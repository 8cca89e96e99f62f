//! Node descriptor extraction
//!
//! Flattens the node attached to a result into a [`Context`]. Source
//! definitions and compiled nodes locate their files differently; compiled
//! nodes additionally contribute a config extension picked by resource kind.

use crate::error::FormatError;
use crate::message::Context;
use crate::types::{Node, NodeConfig, RawResult, ResourceKind};
use serde_json::Value;
use tracing::debug;

/// Identity fields shared by every node kind, lower-cased
fn base_context(result: &RawResult) -> Context {
    let node = &result.node;
    let mut context = Context::new();
    context.insert("database", node.database.to_lowercase());
    context.insert("schema", node.schema.to_lowercase());
    context.insert("path", node.path.to_lowercase());
    context.insert("name", node.name.to_lowercase());
    context.insert("resource_type", result.resource_kind.as_str().to_lowercase());
    context.insert("package_name", node.package_name.to_lowercase());

    // only add tags when they exist
    if !node.tags.is_empty() {
        context.insert("tags", node.tags.join(", ").to_lowercase());
    }

    context
}

fn source_definition_context(result: &RawResult) -> Result<Context, FormatError> {
    let node = &result.node;
    let original_file_path = node
        .original_file_path
        .as_deref()
        .ok_or_else(|| missing(result, "node.original_file_path"))?;

    let mut context = base_context(result);
    context.insert("filename", original_file_path);
    context.insert("abs_path", format!("{}/{}", node.root_path, original_file_path));
    Ok(context)
}

fn compiled_node_context(result: &RawResult) -> Result<Context, FormatError> {
    let node = &result.node;
    let build_path = node
        .build_path
        .as_deref()
        .ok_or_else(|| missing(result, "node.build_path"))?;

    let mut context = base_context(result);
    context.insert("filename", node.root_path.clone());
    context.insert("abs_path", format!("{}/{}", node.root_path, build_path));
    Ok(context)
}

// TODO: seed configs carry column types and quoting; add them once a sink reads them
fn seed_config_context(_config: &NodeConfig) -> Context {
    Context::new()
}

fn test_config_context(config: &NodeConfig) -> Context {
    let mut context = Context::new();
    context.insert("materialized", config.materialized.to_lowercase());
    context
}

fn snapshot_config_context(config: &NodeConfig) -> Context {
    let mut context = default_config_context(config);
    context.insert(
        "strategy",
        config.strategy.as_deref().unwrap_or_default().to_lowercase(),
    );
    context.insert(
        "unique_key",
        config
            .unique_key
            .as_ref()
            .map(|key| key.joined().to_lowercase())
            .unwrap_or_default(),
    );
    context.insert(
        "updated_at",
        config
            .updated_at
            .as_deref()
            .map(|column| Value::from(column.to_lowercase()))
            .unwrap_or(Value::Null),
    );
    context
}

fn default_config_context(config: &NodeConfig) -> Context {
    let mut context = Context::new();
    context.insert("materialized", config.materialized.to_lowercase());
    context
}

fn config_context(kind: &ResourceKind, node: &Node) -> Context {
    match kind {
        ResourceKind::Seed => {
            debug!("parsing seed node config");
            seed_config_context(&node.config)
        }
        ResourceKind::Test => {
            debug!("parsing test node config");
            test_config_context(&node.config)
        }
        ResourceKind::Snapshot => {
            debug!("parsing snapshot node config");
            snapshot_config_context(&node.config)
        }
        _ => {
            debug!("parsing default node config");
            default_config_context(&node.config)
        }
    }
}

fn missing(result: &RawResult, field: &'static str) -> FormatError {
    FormatError::missing(field, result.resource_kind.as_str(), result.node.name.clone())
}

/// Extract the flat context for one result without touching the result itself
pub fn extract_context(result: &RawResult) -> Result<Context, FormatError> {
    if result.node.is_source_definition() {
        debug!(name = %result.node.name, "parsing source definition node");
        return source_definition_context(result);
    }

    let mut context = compiled_node_context(result)?;
    context.extend(config_context(&result.resource_kind, &result.node));
    Ok(context)
}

━━━

Task prompt:
Exactly as written above, set down the whole listing again.

Task output:
repository 8cca89e96e99f62f
//! Node descriptor extraction
//!
//! Flattens the node attached to a result into a [`Context`]. Source
//! definitions and compiled nodes locate their files differently; compiled
//! nodes additionally contribute a config extension picked by resource kind.

use crate::error::FormatError;
use crate::message::Context;
use crate::types::{Node, NodeConfig, RawResult, ResourceKind};
use serde_json::Value;
use tracing::debug;

/// Identity fields shared by every node kind, lower-cased
fn base_context(result: &RawResult) -> Context {
    let node = &result.node;
    let mut context = Context::new();
    context.insert("database", node.database.to_lowercase());
    context.insert("schema", node.schema.to_lowercase());
    context.insert("path", node.path.to_lowercase());
    context.insert("name", node.name.to_lowercase());
    context.insert("resource_type", result.resource_kind.as_str().to_lowercase());
    context.insert("package_name", node.package_name.to_lowercase());

    // only add tags when they exist
    if !node.tags.is_empty() {
        context.insert("tags", node.tags.join(", ").to_lowercase());
    }

    context
}

fn source_definition_context(result: &RawResult) -> Result<Context, FormatError> {
    let node = &result.node;
    let original_file_path = node
        .original_file_path
        .as_deref()
        .ok_or_else(|| missing(result, "node.original_file_path"))?;

    let mut context = base_context(result);
    context.insert("filename", original_file_path);
    context.insert("abs_path", format!("{}/{}", node.root_path, original_file_path));
    Ok(context)
}

fn compiled_node_context(result: &RawResult) -> Result<Context, FormatError> {
    let node = &result.node;
    let build_path = node
        .build_path
        .as_deref()
        .ok_or_else(|| missing(result, "node.build_path"))?;

    let mut context = base_context(result);
    context.insert("filename", node.root_path.clone());
    context.insert("abs_path", format!("{}/{}", node.root_path, build_path));
    Ok(context)
}

// TODO: seed configs carry column types and quoting; add them once a sink reads them
fn seed_config_context(_config: &NodeConfig) -> Context {
    Context::new()
}

fn test_config_context(config: &NodeConfig) -> Context {
    let mut context = Context::new();
    context.insert("materialized", config.materialized.to_lowercase());
    context
}

fn snapshot_config_context(config: &NodeConfig) -> Context {
    let mut context = default_config_context(config);
    context.insert(
        "strategy",
        config.strategy.as_deref().unwrap_or_default().to_lowercase(),
    );
    context.insert(
        "unique_key",
        config
            .unique_key
            .as_ref()
            .map(|key| key.joined().to_lowercase())
            .unwrap_or_default(),
    );
    context.insert(
        "updated_at",
        config
            .updated_at
            .as_deref()
            .map(|column| Value::from(column.to_lowercase()))
            .unwrap_or(Value::Null),
    );
    context
}

fn default_config_context(config: &NodeConfig) -> Context {
    let mut context = Context::new();
    context.insert("materialized", config.materialized.to_lowercase());
    context
}

fn config_context(kind: &ResourceKind, node: &Node) -> Context {
    match kind {
        ResourceKind::Seed => {
            debug!("parsing seed node config");
            seed_config_context(&node.config)
        }
        ResourceKind::Test => {
            debug!("parsing test node config");
            test_config_context(&node.config)
        }
        ResourceKind::Snapshot => {
            debug!("parsing snapshot node config");
            snapshot_config_context(&node.config)
        }
        _ => {
            debug!("parsing default node config");
            default_config_context(&node.config)
        }
    }
}

fn missing(result: &RawResult, field: &'static str) -> FormatError {
    FormatError::missing(field, result.resource_kind.as_str(), result.node.name.clone())
}

/// Extract the flat context for one result without touching the result itself
pub fn extract_context(result: &RawResult) -> Result<Context, FormatError> {
    if result.node.is_source_definition() {
        debug!(name = %result.node.name, "parsing source definition node");
        return source_definition_context(result);
    }

    let mut context = compiled_node_context(result)?;
    context.extend(config_context(&result.resource_kind, &result.node));
    Ok(context)
}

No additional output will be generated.